Indian villagers tire of coronavirus rules just as rural cases surge
BAIHATA CHARIALI/KARALAPAKKAM, India (Reuters) – Harmahan Deka doesn’t wear a mask anymore to avoid the novel coronavirus nor does he try to keep a safe distance from others.
For the 25 men and women he works with in his construction materials business near the small town of Baihata Chariali in India’s Assam state, life is more or less as it used to be, Deka says.
“The virus can’t attack me, it’s weakened,” the 50-year-old diabetic said. “I often hang out at a busy neighbourhood grocery store – without masks, nothing. Both the store owner and I are fine. Maybe we’ve had it already without symptoms.”
In two dozen small towns and villages visited by Reuters reporters in recent weeks, people have largely given up on social distancing and masks after months of sticking to the rules, believing the virus is not such a serious threat.

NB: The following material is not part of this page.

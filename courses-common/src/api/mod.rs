//! Shared API types and validation helpers

pub mod types;

pub use types::*;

The change in behaviour in rural India – where two-thirds of its 1.3 billion people live, often with only the most basic health facilities – has come as infections in the countryside have surged.
Health officials are exasperated.
“Sometimes people take it too lightly, as if nothing will happen to them just because they’re breathing fresh air and eating fresh vegetables,” said Rajni Kant, a member of a rapid response team of the state-run Indian Council of Medical Research (ICMR) set up to fight the pandemic.

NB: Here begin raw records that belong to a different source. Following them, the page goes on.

//! Per-list broadcast rooms
//!
//! A room is an ephemeral multiplexing construct, created lazily when the
//! first connection subscribes to a list and destroyed when the last one
//! leaves. Nothing about it is persisted; list and item state lives in
//! storage.
//!
//! One task owns each room's command queue and applies commands strictly in
//! arrival order, so two commands on the same list can never interleave
//! their storage read-modify-write. Commands on different lists run fully
//! independently. Broadcast delivery order equals application order.

mod command;

pub use command::ClientCommand;

use std::collections::HashMap;
use std::sync::{Arc, Mutex};

use sqlx::SqlitePool;
use tokio::sync::{broadcast, mpsc, oneshot};
use tracing::{debug, error, warn};

use courses_common::db::queries;
use courses_common::events::ListEvent;
use courses_common::{Error, Result};

use crate::services::item_service::{self, ItemUpdate};
use crate::services::section_assigner::SectionAssigner;

/// Buffered events per room before slow subscribers start lagging
const EVENT_BUFFER: usize = 100;
/// Pending commands per room before enqueueing applies backpressure
const COMMAND_BUFFER: usize = 32;

/// Outcome reported to the connection that issued a command
#[derive(Debug)]
pub enum CommandOutcome {
    /// Applied; the resulting event was broadcast to the room
    Applied,
    /// Target list or item no longer exists; silently ignored
    Ignored,
    /// Validation failed; the message goes back to the sender only
    Rejected(String),
}

struct QueuedCommand {
    command: ClientCommand,
    reply: oneshot::Sender<CommandOutcome>,
}

struct RoomHandle {
    cmd_tx: mpsc::Sender<QueuedCommand>,
    event_tx: broadcast::Sender<ListEvent>,
    subscribers: usize,
}

/// Owns every active room, keyed by list id
pub struct RoomRegistry {
    db: SqlitePool,
    assigner: Arc<SectionAssigner>,
    rooms: Mutex<HashMap<String, RoomHandle>>,
}

impl RoomRegistry {
    pub fn new(db: SqlitePool, assigner: Arc<SectionAssigner>) -> Arc<Self> {
        Arc::new(Self {
            db,
            assigner,
            rooms: Mutex::new(HashMap::new()),
        })
    }

    /// Join the room for a list, creating it on first subscribe. The caller
    /// must have verified that the list exists.
    pub fn subscribe(self: &Arc<Self>, list_id: &str) -> RoomSubscription {
        let mut rooms = self.rooms.lock().expect("room registry poisoned");
        let handle = rooms.entry(list_id.to_string()).or_insert_with(|| {
            let (cmd_tx, cmd_rx) = mpsc::channel(COMMAND_BUFFER);
            let (event_tx, _) = broadcast::channel(EVENT_BUFFER);
            tokio::spawn(run_room(
                list_id.to_string(),
                cmd_rx,
                event_tx.clone(),
                self.db.clone(),
                Arc::clone(&self.assigner),
            ));
            debug!(list_id = %list_id, "room created");
            RoomHandle {
                cmd_tx,
                event_tx,
                subscribers: 0,
            }
        });
        handle.subscribers += 1;
        RoomSubscription {
            list_id: list_id.to_string(),
            cmd_tx: handle.cmd_tx.clone(),
            event_rx: handle.event_tx.subscribe(),
            registry: Arc::clone(self),
        }
    }

    fn leave(&self, list_id: &str) {
        let mut rooms = self.rooms.lock().expect("room registry poisoned");
        if let Some(handle) = rooms.get_mut(list_id) {
            handle.subscribers -= 1;
            if handle.subscribers == 0 {
                // dropping the handle releases the last command sender once
                // the departing subscription is gone; the room task then
                // drains its queue and exits
                rooms.remove(list_id);
                debug!(list_id = %list_id, "room destroyed");
            }
        }
    }

    /// Number of currently active rooms
    pub fn room_count(&self) -> usize {
        self.rooms.lock().expect("room registry poisoned").len()
    }
}

/// One connection's membership in a room. Dropping it leaves the room.
pub struct RoomSubscription {
    list_id: String,
    cmd_tx: mpsc::Sender<QueuedCommand>,
    event_rx: broadcast::Receiver<ListEvent>,
    registry: Arc<RoomRegistry>,
}

impl RoomSubscription {
    /// Enqueue a command and wait until the room task has applied it.
    ///
    /// The mutation is owned by the room task: dropping this subscription
    /// while a command is in flight does not cancel the mutation or its
    /// broadcast.
    pub async fn send_command(&self, command: ClientCommand) -> CommandOutcome {
        let (reply_tx, reply_rx) = oneshot::channel();
        let queued = QueuedCommand {
            command,
            reply: reply_tx,
        };
        if self.cmd_tx.send(queued).await.is_err() {
            return CommandOutcome::Rejected("Erreur interne.".to_string());
        }
        match reply_rx.await {
            Ok(outcome) => outcome,
            Err(_) => CommandOutcome::Rejected("Erreur interne.".to_string()),
        }
    }

    /// Next broadcast event for this room; `None` once the room is gone.
    /// A lagging receiver skips the missed events and keeps going.
    pub async fn next_event(&mut self) -> Option<ListEvent> {
        loop {
            match self.event_rx.recv().await {
                Ok(event) => return Some(event),
                Err(broadcast::error::RecvError::Lagged(missed)) => {
                    warn!(
                        list_id = %self.list_id,
                        missed,
                        "subscriber lagged behind room broadcasts"
                    );
                }
                Err(broadcast::error::RecvError::Closed) => return None,
            }
        }
    }

    pub fn list_id(&self) -> &str {
        &self.list_id
    }
}

impl Drop for RoomSubscription {
    fn drop(&mut self) {
        self.registry.leave(&self.list_id);
    }
}

/// Single consumer of one room's command queue. Runs until every sender
/// (the handle in the registry plus all subscriptions) is gone, finishing
/// any queued commands first.
async fn run_room(
    list_id: String,
    mut cmd_rx: mpsc::Receiver<QueuedCommand>,
    event_tx: broadcast::Sender<ListEvent>,
    db: SqlitePool,
    assigner: Arc<SectionAssigner>,
) {
    debug!(list_id = %list_id, "room task started");
    while let Some(queued) = cmd_rx.recv().await {
        let outcome = match apply_command(&db, &assigner, &list_id, queued.command).await {
            Ok(Some(event)) => {
                // no receivers is fine (everyone may have just left)
                let _ = event_tx.send(event);
                CommandOutcome::Applied
            }
            Ok(None) => CommandOutcome::Ignored,
            Err(Error::InvalidInput(message)) => CommandOutcome::Rejected(message),
            Err(e) => {
                // one failing command must not take the room down
                error!(list_id = %list_id, error = %e, "command application failed");
                CommandOutcome::Rejected("Erreur interne.".to_string())
            }
        };
        // the issuing connection may already be gone
        let _ = queued.reply.send(outcome);
    }
    debug!(list_id = %list_id, "room task finished");
}

/// Validate and apply one command against storage. `Ok(Some)` carries the
/// event to broadcast; `Ok(None)` means the target vanished (silent no-op).
async fn apply_command(
    db: &SqlitePool,
    assigner: &SectionAssigner,
    list_id: &str,
    command: ClientCommand,
) -> Result<Option<ListEvent>> {
    let Some(list) = queries::get_list(db, list_id).await? else {
        return Ok(None);
    };

    match command {
        ClientCommand::AddItem {
            name,
            quantity,
            notes,
            section_slug,
        } => {
            let item = item_service::create_item(
                db,
                assigner,
                &list,
                &name,
                &quantity,
                &notes,
                section_slug.as_deref(),
            )
            .await?;
            Ok(Some(ListEvent::ItemAdded { item }))
        }
        ClientCommand::UpdateItem {
            item_id,
            name,
            quantity,
            notes,
            checked,
            position,
            section_id,
        } => {
            let update = ItemUpdate {
                name,
                quantity,
                notes,
                checked,
                position,
                section_id,
            };
            let updated = item_service::update_item(db, &list.id, &item_id, update).await?;
            Ok(updated.map(|item| ListEvent::ItemUpdated { item }))
        }
        ClientCommand::DeleteItem { item_id } => {
            let deleted = queries::delete_item(db, &list.id, &item_id).await?;
            Ok(deleted.then_some(ListEvent::ItemDeleted { item_id }))
        }
        ClientCommand::CheckItem { item_id, checked } => {
            let update = ItemUpdate {
                checked: Some(checked),
                ..Default::default()
            };
            let updated = item_service::update_item(db, &list.id, &item_id, update).await?;
            Ok(updated.map(|item| ListEvent::ItemUpdated { item }))
        }
        ClientCommand::ReorderItems {
            section_order,
            item_orders,
        } => {
            let detail = item_service::apply_reorder(
                db,
                &list,
                section_order.as_deref(),
                item_orders.as_deref(),
            )
            .await?;
            Ok(Some(ListEvent::ListUpdated { list: detail }))
        }
    }
}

“Health infrastructure is poor in rural areas, that’s why they have to strictly follow social distancing norms, wear masks, avoid crowded areas and keep washing hands. Otherwise they’ll suffer.”
But for many villagers, it seems the reality has not hit home as they’ve not seen the virus kill anyone they know.
Deka in Assam, for example, said he’d not heard of any deaths or even infections. He said that made him confident that some sort of herd immunity had been reached.
But the numbers tell a different story.
More than 2.3 million people have been infected with the novel coronavirus in India, the third highest number in the world after the United States and Brazil, and more than 46,000 have died.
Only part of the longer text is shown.